Quote the whole listing verbatim.

####

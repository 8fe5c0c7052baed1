//! The single-threaded frame loop: capture, detect, control, dispatch.
//!
//! Each frame is fully handled before the next capture, so debounce runs
//! always see frames in capture order and nothing queues up.

use anyhow::Result;
use tracing::{info, warn};

use crate::camera::FrameSource;
use crate::controller::{FrameReport, HandController};
use crate::pipeline::HandPipeline;
use crate::pointer::PointerSink;
use crate::types::Frame;

#[derive(Debug, Clone, Copy, PartialEq, Eq)]
pub enum LoopExit {
    /// Capture failed; treated as end of stream.
    EndOfStream,
    /// The per-frame callback asked to stop (quit key, window closed).
    Stopped,
    FrameLimit,
}

#[derive(Debug, Clone, Copy, PartialEq, Eq)]
pub struct LoopSummary {
    pub exit: LoopExit,
    pub frames: u64,
}

/// Run until the source ends, `on_frame` returns `false`, or `max_frames`
/// frames were processed. A held button is released before returning.
pub fn run_frames<S, P, K, F>(
    source: &mut S,
    pipeline: &mut P,
    controller: &mut HandController,
    sink: &mut K,
    max_frames: Option<u64>,
    mut on_frame: F,
) -> Result<LoopSummary>
where
    S: FrameSource + ?Sized,
    P: HandPipeline + ?Sized,
    K: PointerSink + ?Sized,
    F: FnMut(&Frame, &FrameReport, &HandController) -> Result<bool>,
{
    let mut frames = 0u64;
    let outcome = drive(source, pipeline, controller, sink, max_frames, &mut on_frame, &mut frames);

    // Runs on the error path too, so a failed frame never leaves the button held
    let released = match controller.finish() {
        Some(release) => sink.dispatch(&release),
        None => Ok(()),
    };

    let exit = match outcome {
        Ok(exit) => exit,
        Err(e) => {
            if let Err(release_err) = released {
                warn!("Failed to release pointer after error: {:#}", release_err);
            }
            return Err(e);
        }
    };
    released?;

    info!("Frame loop finished after {} frames ({:?})", frames, exit);
    Ok(LoopSummary { exit, frames })
}

fn drive<S, P, K, F>(
    source: &mut S,
    pipeline: &mut P,
    controller: &mut HandController,
    sink: &mut K,
    max_frames: Option<u64>,
    on_frame: &mut F,
    frames: &mut u64,
) -> Result<LoopExit>
where
    S: FrameSource + ?Sized,
    P: HandPipeline + ?Sized,
    K: PointerSink + ?Sized,
    F: FnMut(&Frame, &FrameReport, &HandController) -> Result<bool>,
{
    loop {
        if max_frames.is_some_and(|max| *frames >= max) {
            return Ok(LoopExit::FrameLimit);
        }

        let frame = match source.capture() {
            Ok(f) => f,
            Err(e) => {
                warn!("{:#}. Exiting.", e);
                return Ok(LoopExit::EndOfStream);
            }
        };
        *frames += 1;

        let hands = pipeline.process(&frame)?;
        let report = controller.process_frame(&hands);
        for event in &report.events {
            sink.dispatch(event)?;
        }

        if !on_frame(&frame, &report, controller)? {
            return Ok(LoopExit::Stopped);
        }
    }
}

####

◆ Reply
repository 8fe5c0c7052baed1
//! The single-threaded frame loop: capture, detect, control, dispatch.
//!
//! Each frame is fully handled before the next capture, so debounce runs
//! always see frames in capture order and nothing queues up.

use anyhow::Result;
use tracing::{info, warn};

use crate::camera::FrameSource;
use crate::controller::{FrameReport, HandController};
use crate::pipeline::HandPipeline;
use crate::pointer::PointerSink;
use crate::types::Frame;

#[derive(Debug, Clone, Copy, PartialEq, Eq)]
pub enum LoopExit {
    /// Capture failed; treated as end of stream.
    EndOfStream,
    /// The per-frame callback asked to stop (quit key, window closed).
    Stopped,
    FrameLimit,
}

#[derive(Debug, Clone, Copy, PartialEq, Eq)]
pub struct LoopSummary {
    pub exit: LoopExit,
    pub frames: u64,
}

/// Run until the source ends, `on_frame` returns `false`, or `max_frames`
/// frames were processed. A held button is released before returning.
pub fn run_frames<S, P, K, F>(
    source: &mut S,
    pipeline: &mut P,
    controller: &mut HandController,
    sink: &mut K,
    max_frames: Option<u64>,
    mut on_frame: F,
) -> Result<LoopSummary>
where
    S: FrameSource + ?Sized,
    P: HandPipeline + ?Sized,
    K: PointerSink + ?Sized,
    F: FnMut(&Frame, &FrameReport, &HandController) -> Result<bool>,
{
    let mut frames = 0u64;
    let outcome = drive(source, pipeline, controller, sink, max_frames, &mut on_frame, &mut frames);

    // Runs on the error path too, so a failed frame never leaves the button held
    let released = match controller.finish() {
        Some(release) => sink.dispatch(&release),
        None => Ok(()),
    };

    let exit = match outcome {
        Ok(exit) => exit,
        Err(e) => {
            if let Err(release_err) = released {
                warn!("Failed to release pointer after error: {:#}", release_err);
            }
            return Err(e);
        }
    };
    released?;

    info!("Frame loop finished after {} frames ({:?})", frames, exit);
    Ok(LoopSummary { exit, frames })
}

fn drive<S, P, K, F>(
    source: &mut S,
    pipeline: &mut P,
    controller: &mut HandController,
    sink: &mut K,
    max_frames: Option<u64>,
    on_frame: &mut F,
    frames: &mut u64,
) -> Result<LoopExit>
where
    S: FrameSource + ?Sized,
    P: HandPipeline + ?Sized,
    K: PointerSink + ?Sized,
    F: FnMut(&Frame, &FrameReport, &HandController) -> Result<bool>,
{
    loop {
        if max_frames.is_some_and(|max| *frames >= max) {
            return Ok(LoopExit::FrameLimit);
        }

        let frame = match source.capture() {
            Ok(f) => f,
            Err(e) => {
                warn!("{:#}. Exiting.", e);
                return Ok(LoopExit::EndOfStream);
            }
        };
        *frames += 1;

        let hands = pipeline.process(&frame)?;
        let report = controller.process_frame(&hands);
        for event in &report.events {
            sink.dispatch(event)?;
        }

        if !on_frame(&frame, &report, controller)? {
            return Ok(LoopExit::Stopped);
        }
    }
}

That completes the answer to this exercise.